# Travelling in a converted van can I use european aires



## gazza280 (Sep 21, 2012)

I'm researching which motorhome to buy, never realised there was so much to consider, fixed bed, etc etc, though I keep being told to hire one first.
Well I can see the merit in this, I'm leaning towards a Burstner or a Hymer at present but with a price tag of over £40000 don't want to jump in and a week later think "what have I done"? So I bought a cheap converted minibus and updated it inside and have an urge to hit the french roads but looking at pictures of motorhomes in french aires I haven't seen any camper conversions.
Can anyone tell me if they are allowed as I know caravans and cars aren't.
I am itching to start this great adventure but start in a small way first and eventually go fulltime.
Thanks in advance 

Gary


----------



## aultymer (Jun 20, 2006)

Have seen some strange conversions on French Aires. The problem is not so much what you are in but what's in it!! 
Aires require you to be self sufficient. In general there are no toilet, showers or other 'campsite' type amenities. 
There is usually provision for dumping water and for filling fresh water so your conversion must be able to cope with that. 
French campsites are usually a bit more laid back than the UK ones (and are often cheaper) and include enough facilities to let you use a van with a mattress in the back and not much else. (real camping, as my sons called it!!)


----------



## aldra (Jul 2, 2009)

I cannot think of a reason it wouldn't be allowed

I've seen plenty of home conversions on aires

If you are camping in it its a camper 

Aldra


----------



## Grizzly (May 9, 2005)

As said, you'll have no problems at all on aires given you have a loo- or alternative.

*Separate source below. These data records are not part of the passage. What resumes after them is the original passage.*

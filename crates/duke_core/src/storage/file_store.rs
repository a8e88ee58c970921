use crate::error::AppError;
use crate::model::TaskList;
use crate::storage::{LoadOutcome, LoadStatus, TaskStore, decode_tasks, encode_tasks};
use std::ffi::OsString;
use std::path::{Path, PathBuf};

const STORE_FILE_NAME: &str = "duke.txt";
const STORE_ENV_VAR: &str = "DUKE_STORE_PATH";

pub fn env_store_path() -> Option<PathBuf> {
    std::env::var(STORE_ENV_VAR)
        .ok()
        .filter(|path| !path.trim().is_empty())
        .map(PathBuf::from)
}

pub fn default_store_path() -> Result<PathBuf, AppError> {
    if cfg!(windows) {
        let appdata =
            std::env::var("APPDATA").map_err(|_| AppError::config("APPDATA is not set"))?;
        Ok(PathBuf::from(appdata).join("duke").join(STORE_FILE_NAME))
    } else {
        let home = std::env::var("HOME").map_err(|_| AppError::config("HOME is not set"))?;
        Ok(PathBuf::from(home)
            .join(".config")
            .join("duke")
            .join(STORE_FILE_NAME))
    }
}

/// Flat-file store: one save record per line.
#[derive(Debug, Clone)]
pub struct FileStore {
    path: PathBuf,
}

impl FileStore {
    pub fn new<P: Into<PathBuf>>(path: P) -> Self {
        Self { path: path.into() }
    }

    pub fn path(&self) -> &Path {
        &self.path
    }

    fn create_empty(&self) -> Result<(), AppError> {
        if let Some(parent) = self.path.parent() {
            std::fs::create_dir_all(parent).map_err(|err| io_error(parent, err))?;
        }
        std::fs::write(&self.path, "").map_err(|err| io_error(&self.path, err))?;
        restrict_permissions(&self.path)
    }

    fn temp_path(&self) -> PathBuf {
        let mut name = OsString::from(self.path.as_os_str());
        name.push(".tmp");
        PathBuf::from(name)
    }
}

impl TaskStore for FileStore {
    fn load(&self) -> Result<LoadOutcome, AppError> {
        if !self.path.exists() {
            tracing::info!(path = %self.path.display(), "no save file found, creating one");
            self.create_empty()?;
            return Ok(LoadOutcome {
                tasks: TaskList::new(),
                status: LoadStatus::FirstRun,
                skipped: Vec::new(),
            });
        }

        let bytes = std::fs::read(&self.path).map_err(|err| io_error(&self.path, err))?;
        let (lines, mut skipped) = split_lines(&bytes);
        let mut outcome = decode_tasks(lines, LoadStatus::Loaded);
        skipped.append(&mut outcome.skipped);
        outcome.skipped = skipped;
        tracing::info!(
            path = %self.path.display(),
            loaded = outcome.tasks.len(),
            skipped = outcome.skipped.len(),
            "loaded save file"
        );
        Ok(outcome)
    }

    fn save(&self, tasks: &TaskList) -> Result<(), AppError> {
        let content = encode_tasks(tasks)?;

        if let Some(parent) = self.path.parent() {
            std::fs::create_dir_all(parent).map_err(|err| io_error(parent, err))?;
        }

        // Write beside the target and rename so a reader never sees half a file.
        let temp = self.temp_path();
        std::fs::write(&temp, content).map_err(|err| io_error(&temp, err))?;
        restrict_permissions(&temp)?;
        if let Err(err) = std::fs::rename(&temp, &self.path) {
            std::fs::remove_file(&temp).ok();
            return Err(io_error(&self.path, err));
        }

        tracing::debug!(path = %self.path.display(), tasks = tasks.len(), "saved tasks");
        Ok(())
    }
}

/// A line that is not valid UTF-8 is reported like any other corrupt record.
fn split_lines(bytes: &[u8]) -> (Vec<&str>, Vec<AppError>) {
    let mut lines = Vec::new();
    let mut skipped = Vec::new();

    for (index, raw) in bytes.split(|byte| *byte == b'\n').enumerate() {
        let raw = raw.strip_suffix(b"\r").unwrap_or(raw);
        match std::str::from_utf8(raw) {
            Ok(line) => lines.push(line),
            Err(err) => {
                let err = AppError::corrupt_record(format!(
                    "skipping line {}: not valid UTF-8 ({err})",
                    index + 1
                ));
                tracing::warn!(error = %err, "skipping unreadable save record");
                skipped.push(err);
            }
        }
    }

    (lines, skipped)
}

fn io_error(path: &Path, err: std::io::Error) -> AppError {
    AppError::persistence(format!("{}: {}", path.display(), err))
}

fn restrict_permissions(path: &Path) -> Result<(), AppError> {
    #[cfg(unix)]
    {
        use std::os::unix::fs::PermissionsExt;
        let permissions = std::fs::Permissions::from_mode(0o600);
        std::fs::set_permissions(path, permissions).map_err(|err| io_error(path, err))?;
    }
    #[cfg(not(unix))]
    let _ = path;

    Ok(())
}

We once camped next to a sort of mobile garden shed with a wood burning stove inside and guess where that was ? At Baltic Wharf CC site in Bristol. Yes, we were a bit surprised too. Didn't seem to cause a problem with the management though it was summer and we didn't see the chimney smoking.

We've also seen a very odd, home-made looking construction on the P&R aire in Canterbury.

G


----------



## JackieP (Oct 15, 2006)

You'll be fine. Just join the mass of white vans, RV's, campers, buses, coaches, unimogs, race trucks, converted mobile libraries and banks that use the Aires, side by side. 

And have FUN!


----------



## tonyt (May 25, 2005)

Although I have a "proper" motorhome now, for the last few years I travelled France in a very small converted panel van with almost no problem. Used aires 99% of the time. In fact I was welcomed with much interest by other users - "do you really sleep in that?".
Only on one occasion did a disgruntled, French, motorhomer summon the municipal police who came to me, chatted, drank coffee, "au revoir'd" and told the other guy to move on.

Go for it.


----------



## teemyob (Nov 22, 2005)

*van*

Yes.


----------



## cabby (May 14, 2005)

Never found any snobbyness when on aires in France, just a good comunual spirit. As said, providing you can manage without a shower block and toilet and do not need hookup, then you will be fine.

go over and have fun.

cabby


----------